Now, as part of the effort to wrap up another often-contentious discussion, regarding the board's Fair Value Measurement project, FASB will consider setting up a separate project (or projects) dedicated to the some of the derivatives-related issues raised during the fair-value comment period. For one, a project based on the Emerging Issues Task Force release EITF 02-3, would deal with accounting for energy-trading and risk-management contracts that are considered derivatives.(9th~Enron legacy?)
But the discussion of accounting issues surrounding the creditworthiness of derivatives issuers may open the biggest hole in FAS 133. In comments on the Fair Value Measurement project, many financial companies complained that marking to market may not always be the way to go, given that the market price may not always reflect creditworthiness.

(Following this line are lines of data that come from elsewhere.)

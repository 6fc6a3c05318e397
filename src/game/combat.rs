//! Combat rules - weapons, projectiles, damage and scoring
//!
//! The relay never simulates projectiles; hits are reported by clients.

use serde::Serialize;
use uuid::Uuid;

use crate::util::time::unix_millis;
use crate::ws::protocol::{PaintColor, Vec3, Weapon};

/// Points per hit, per 5 points of damage dealt
pub const POINTS_PER_DAMAGE_STEP: u32 = 10;
pub const DAMAGE_STEP: u32 = 5;

/// Weapon stats per paint gun
#[derive(Debug, Clone, Copy)]
pub struct WeaponStats {
    /// Damage carried by each projectile
    pub damage: u32,
    /// Projectile speed hint for client rendering
    pub projectile_speed: f32,
}

impl WeaponStats {
    pub fn for_weapon(weapon: Weapon) -> Self {
        match weapon {
            Weapon::Pistol => Self {
                damage: 25,
                projectile_speed: 50.0,
            },
            Weapon::Sniper => Self {
                damage: 50,
                projectile_speed: 100.0,
            },
        }
    }
}

/// Relayed projectile, kept only until its bookkeeping window expires
#[derive(Debug, Clone, PartialEq, Serialize)]
#[serde(rename_all = "camelCase")]
pub struct Projectile {
    pub id: Uuid,
    pub player_id: Uuid,
    pub position: Vec3,
    pub direction: Vec3,
    pub speed: f32,
    pub damage: u32,
    pub weapon: Weapon,
    pub paint_color: PaintColor,
    pub timestamp: u64,
}

impl Projectile {
    /// Create a projectile painted with the shooter's own colour
    pub fn new(
        player_id: Uuid,
        position: Vec3,
        direction: Vec3,
        weapon: Weapon,
        paint_color: PaintColor,
    ) -> Self {
        let stats = WeaponStats::for_weapon(weapon);
        Self {
            id: Uuid::new_v4(),
            player_id,
            position,
            direction,
            speed: stats.projectile_speed,
            damage: stats.damage,
            weapon,
            paint_color,
            timestamp: unix_millis(),
        }
    }
}

/// Combat math shared by the relay handlers
pub struct CombatSystem;

impl CombatSystem {
    /// Apply damage to health, returns (new_health, is_eliminated)
    pub fn apply_damage(current_health: u32, damage: u32) -> (u32, bool) {
        let new_health = current_health.saturating_sub(damage);
        (new_health, new_health == 0)
    }

    /// 10 points for every full 5 points of damage
    pub fn score_for_damage(damage: u32) -> u32 {
        (damage / DAMAGE_STEP).saturating_mul(POINTS_PER_DAMAGE_STEP)
    }

    /// Health restored by a pack, never above `max_health`
    pub fn heal_amount(current_health: u32, pack_amount: u32, max_health: u32) -> u32 {
        pack_amount.min(max_health.saturating_sub(current_health))
    }
}
//! Application state shared across routes

use std::sync::Arc;

use dashmap::DashMap;
use uuid::Uuid;

use crate::config::Config;
use crate::game::{GameMatch, MatchHandle};
use crate::util::time::unix_millis;

/// Live WebSocket session, tracked for health reporting
#[derive(Debug, Clone)]
pub struct SessionInfo {
    pub connected_at: u64,
}

/// Shared application state
#[derive(Clone)]
pub struct AppState {
    pub config: Arc<Config>,
    pub relay: MatchHandle,
    pub sessions: Arc<DashMap<Uuid, SessionInfo>>,
}

impl AppState {
    /// Build the state and the match task it talks to. The caller spawns the task.
    pub fn new(config: Config) -> (Self, GameMatch) {
        let config = Arc::new(config);
        let (game_match, relay) = GameMatch::new(config.rules.clone(), unix_millis());

        let state = Self {
            config,
            relay,
            sessions: Arc::new(DashMap::new()),
        };

        (state, game_match)
    }

    pub fn open_session(&self, conn_id: Uuid) {
        self.sessions.insert(
            conn_id,
            SessionInfo {
                connected_at: unix_millis(),
            },
        );
    }

    /// Returns how long the session lasted in millis
    pub fn close_session(&self, conn_id: &Uuid) -> Option<u64> {
        self.sessions
            .remove(conn_id)
            .map(|(_, info)| unix_millis().saturating_sub(info.connected_at))
    }

    pub fn session_count(&self) -> usize {
        self.sessions.len()
    }
}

"We do not believe that in all circumstances the current marketplace reflects the creditworthiness of the obligor to the derivative contract when derivative transactions are unwound or sold," wrote JPMorganChase executive vice president and controller Joseph L. Sclafani. "We suggest the board meet with us and other derivative dealers to obtain a fuller understanding of the issue from a market perspective."
Goldman Sachs Group managing director and principal accounting officer Sarah E. Smith expressed similar concerns. "Credit standing of an entity clearly has an impact on the economic value of that entity's trading liabilities," she wrote. "Reflecting that impact on the balance sheet results in a better fair value estimate."
But shouldn't a consideration like this be priced into the market?
"One would think so," says Linda MacDonald, manager of the Fair Value Measurement project, adding that the board has decided that early this June, it will consider whether to revisit the derivatives issue. "There are a lot of issues we need to cover with that one."
In the meantime, FASB — which cancelled the meeting it had scheduled for last Wednesday, May 4 — has released a tentative agenda for its upcoming session this Wednesday. Items on the table for this week's meeting, which starts at 8 a.m. (an hour earlier than usual), include:
• Employee compensation: classification of freestanding financial instruments. The board will consider comment letters received on proposed FASB Staff Position EITF 00-19-a, which deals with the application of EITF Issue No. 00-19 to freestanding financial instruments originally issued as employee compensation and will discuss whether to proceed to a draft of a final staff position.
(9th- Options and ESOPS ?)
• Financial instruments: liabilities and equity. The board will address the following issues related to accounting for single-component instruments: display and measurement (including accounting for issuance costs), recognition of forward contracts, and subsequent classification assessment and the accounting upon reclassification.
Should FAS 133 Be ''Marked to Market''
• Revenue recognition. The board will discuss whether the objective and scope of the project should be changed.
• Short-term international convergence: accounting changes and error corrections.
• Life settlements. Under discussion will be measurement-model alternatives for life settlements, as well as disclosure requirements and transition.